(Saved entries)
:::::
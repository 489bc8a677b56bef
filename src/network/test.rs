use approx::assert_relative_eq;
use geo::{Distance, Haversine, Point};

use crate::error::NetworkError;
use crate::fixtures::{at, crossing, point, straight_road};
use crate::network::densify::{densify, densify_edge};
use crate::network::*;

#[test]
fn builds_from_description() {
    let network = straight_road();

    assert_eq!(network.node_count(), 2);
    assert_eq!(network.edge_count(), 1);

    let edge = network.edge_by_id(EdgeId(1)).expect("edge must exist");
    assert_relative_eq!(edge.length, 200.0, max_relative = 1e-6);
    assert_eq!(edge.geometry.0.len(), 2);
    assert_eq!(edge.way_id, Some(10));
    assert_eq!(edge.tag("highway"), Some("primary"));
}

#[test]
fn parses_provider_document() {
    let document = r#"{
        "nodes": [
            { "id": 1, "lon": 0.0, "lat": 0.0 },
            { "id": 2, "lon": 0.001, "lat": 0.0 }
        ],
        "edges": [{
            "id": 9, "fromNode": 1, "toNode": 2,
            "geometry": [[0.0, 0.0], [0.0005, 0.0001], [0.001, 0.0]],
            "wayId": 31, "tags": { "highway": "residential" }
        }]
    }"#;

    let description: NetworkDescription =
        serde_json::from_str(document).expect("document must parse");
    let network =
        RoadNetwork::new(description, Directionality::Directed).expect("network must build");

    let edge = network.edge_by_id(EdgeId(9)).expect("edge must exist");
    assert_eq!(edge.geometry.0.len(), 3);
    assert_eq!(edge.way_id, Some(31));
    assert!(edge.length > Haversine.distance(Point::new(0.0, 0.0), Point::new(0.001, 0.0)));
}

#[test]
fn rejects_unknown_node() {
    let description = NetworkDescription::default()
        .node(1, 0.0, 0.0)
        .edge(EdgeRecord::new(5, 1, 2));

    let error = RoadNetwork::new(description, Directionality::Directed).unwrap_err();
    assert_eq!(
        error,
        NetworkError::UnknownNode {
            edge: EdgeId(5),
            node: NodeId(2)
        }
    );
}

#[test]
fn rejects_duplicates() {
    let nodes = NetworkDescription::default()
        .node(1, 0.0, 0.0)
        .node(1, 0.1, 0.0);
    assert_eq!(
        RoadNetwork::new(nodes, Directionality::Directed).unwrap_err(),
        NetworkError::DuplicateNode(NodeId(1))
    );

    let edges = NetworkDescription::default()
        .node(1, 0.0, 0.0)
        .node(2, 0.1, 0.0)
        .edge(EdgeRecord::new(3, 1, 2))
        .edge(EdgeRecord::new(3, 2, 1));
    assert_eq!(
        RoadNetwork::new(edges, Directionality::Directed).unwrap_err(),
        NetworkError::DuplicateEdge(EdgeId(3))
    );
}

#[test]
fn rejects_degenerate_geometry() {
    let description = NetworkDescription::default()
        .node(1, 0.0, 0.0)
        .node(2, 0.1, 0.0)
        .edge(EdgeRecord::new(3, 1, 2).with_geometry(vec![(0.0, 0.0)]));

    assert_eq!(
        RoadNetwork::new(description, Directionality::Directed).unwrap_err(),
        NetworkError::DegenerateGeometry(EdgeId(3))
    );
}

#[test]
fn rejects_non_finite_node() {
    let description = NetworkDescription::default().node(1, f64::NAN, 0.0);
    assert!(matches!(
        RoadNetwork::new(description, Directionality::Directed),
        Err(NetworkError::NonFiniteCoordinate(_))
    ));
}

#[test]
fn directionality_controls_successors() {
    let directed = crossing(Directionality::Directed);
    let undirected = crossing(Directionality::Undirected);

    // Node index 0 is the crossing, 1 is the western end.
    let forward = |network: &RoadNetwork, node| {
        let mut next = network
            .successors(node)
            .map(|(next, _, _)| next)
            .collect::<Vec<_>>();
        next.sort();
        next
    };

    assert_eq!(forward(&directed, 0), vec![2, 4]);
    assert_eq!(forward(&directed, 1), vec![0]);
    assert_eq!(forward(&undirected, 0), vec![1, 2, 3, 4]);
}

#[test]
fn bounds_enlarge_by_distance() {
    let bounds = Bounds::around(&[point(0.0, 0.0), point(100.0, 50.0)]).expect("non-empty");
    assert!(bounds.contains(&point(50.0, 25.0)));
    assert!(!bounds.contains(&point(50.0, 80.0)));

    let enlarged = bounds.enlarge(300.0);
    assert!(enlarged.contains(&point(50.0, 340.0)));
    assert!(enlarged.contains(&point(-290.0, -290.0)));
    assert!(!enlarged.contains(&point(50.0, 400.0)));
    assert!(!enlarged.contains(&point(450.0, 0.0)));
}

#[test]
fn bounds_of_nothing() {
    assert!(Bounds::around(&Vec::<Point>::new()).is_none());
}

#[test]
fn clip_keeps_intersecting_edges() {
    let network = crossing(Directionality::Undirected);
    let bounds = Bounds::around(&[point(150.0, 0.0)])
        .expect("non-empty")
        .enlarge(10.0);

    let view = network.clip(&bounds);
    let clipped = view
        .edges()
        .map(|(_, edge)| edge.id)
        .collect::<Vec<_>>();

    assert_eq!(clipped, vec![EdgeId(2)]);
    assert!(view.contains(1));
    assert!(!view.contains(0));
}

#[test]
fn clip_tests_geometry_within_envelope() {
    let corner = at(200.0, 200.0);
    let description = NetworkDescription::default()
        .node(1, 0.0, 0.0)
        .node(2, corner.0, corner.1)
        .node(3, at(0.0, 20.0).0, at(0.0, 20.0).1)
        .node(4, at(200.0, 20.0).0, at(200.0, 20.0).1)
        .edge(EdgeRecord::new(10, 1, 2))
        .edge(EdgeRecord::new(20, 3, 4));
    let network =
        RoadNetwork::new(description, Directionality::Directed).expect("network must build");

    assert_eq!(network.index_edge().size(), 2);

    // Inside the envelope of the diagonal, but far from its geometry.
    let bounds = Bounds::around(&[point(180.0, 20.0)])
        .expect("non-empty")
        .enlarge(5.0);
    let clipped = network
        .clip(&bounds)
        .edges()
        .map(|(_, edge)| edge.id)
        .collect::<Vec<_>>();

    assert_eq!(clipped, vec![EdgeId(20)]);
}

#[test]
fn clip_orders_edges_by_index() {
    let network = crossing(Directionality::Directed);
    let bounds = Bounds::around(&[point(0.0, 0.0)])
        .expect("non-empty")
        .enlarge(10.0);

    let view = network.clip(&bounds);
    let clipped = view.edges().map(|(index, _)| index).collect::<Vec<_>>();

    assert_eq!(clipped, vec![0, 1, 2, 3]);
}

#[test]
fn clip_far_away_is_empty() {
    let network = straight_road();
    let bounds = Bounds::around(&[Point::new(10.0, 10.0)])
        .expect("non-empty")
        .enlarge(300.0);

    assert!(network.clip(&bounds).is_empty());
}

#[test]
fn densify_samples_every_spacing() {
    let network = straight_road();
    let edge = network.edge(0).expect("edge must exist");

    let points = densify_edge(0, edge, 30.0);
    assert_eq!(points.len(), 8);

    let offsets = points.iter().map(|p| p.offset).collect::<Vec<_>>();
    assert!(offsets.windows(2).all(|pair| pair[0] < pair[1]));
    assert_relative_eq!(offsets[1], 30.0, epsilon = 1e-6);
    assert_relative_eq!(offsets[7], 200.0, epsilon = 1e-6);

    let (lon, _) = at(90.0, 0.0);
    assert_relative_eq!(points[3].position.x(), lon, max_relative = 1e-9);
    assert_relative_eq!(points[3].position.y(), 0.0, epsilon = 1e-12);
}

#[test]
fn densify_keeps_inner_vertices() {
    let (a, b, c) = (at(0.0, 0.0), at(50.0, 0.0), at(50.0, 50.0));
    let description = NetworkDescription::default()
        .node(1, a.0, a.1)
        .node(2, c.0, c.1)
        .edge(EdgeRecord::new(1, 1, 2).with_geometry(vec![a, b, c]));
    let network =
        RoadNetwork::new(description, Directionality::Directed).expect("network must build");

    let points = densify_edge(0, network.edge(0).expect("edge must exist"), 40.0);
    let offsets = points.iter().map(|p| p.offset.round()).collect::<Vec<_>>();

    assert_eq!(offsets, vec![0.0, 40.0, 50.0, 90.0, 100.0]);
}

#[test]
fn densify_view_covers_clipped_edges() {
    let network = crossing(Directionality::Undirected);
    let view = NetworkView::full(&network);

    let points = densify(&view, 50.0);
    // Five reference points per 200m edge
    assert_eq!(points.len(), 20);
    assert!((0..4).all(|edge| points.iter().filter(|p| p.edge == edge).count() == 5));
}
:::::
● **TASK GOAL**: Read through the entries, then copy every line where the string "epsilon" is found.

● **ANSWER BOX**:
    assert_relative_eq!(offsets[1], 30.0, epsilon = 1e-6);
    assert_relative_eq!(offsets[7], 200.0, epsilon = 1e-6);
    assert_relative_eq!(points[3].position.y(), 0.0, epsilon = 1e-12);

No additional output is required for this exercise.